Find each line below that includes "stream", then copy it.

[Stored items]
------------------------------------------------

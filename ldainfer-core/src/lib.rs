pub mod types;
pub mod error;
pub mod prng;
pub mod text;
pub mod binary;
pub mod encoder;
pub mod meta;
pub mod block;
pub mod stream;
pub mod model;
pub mod alias;
pub mod inferer;
pub mod infer;

pub use error::{InferError, Result};
pub use encoder::CorpusEncoder;
pub use infer::{InferOptions, InferenceSession, Phase};
pub use stream::DocumentStore;
pub use text::{line_tokens, parse_documents, read_file, write_doc_topics};
pub use types::{DocTopics, TopicId, WordId};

------------------------------------------------

→ **ANSWER TO THE EXERCISE**
pub mod stream;
pub use stream::DocumentStore;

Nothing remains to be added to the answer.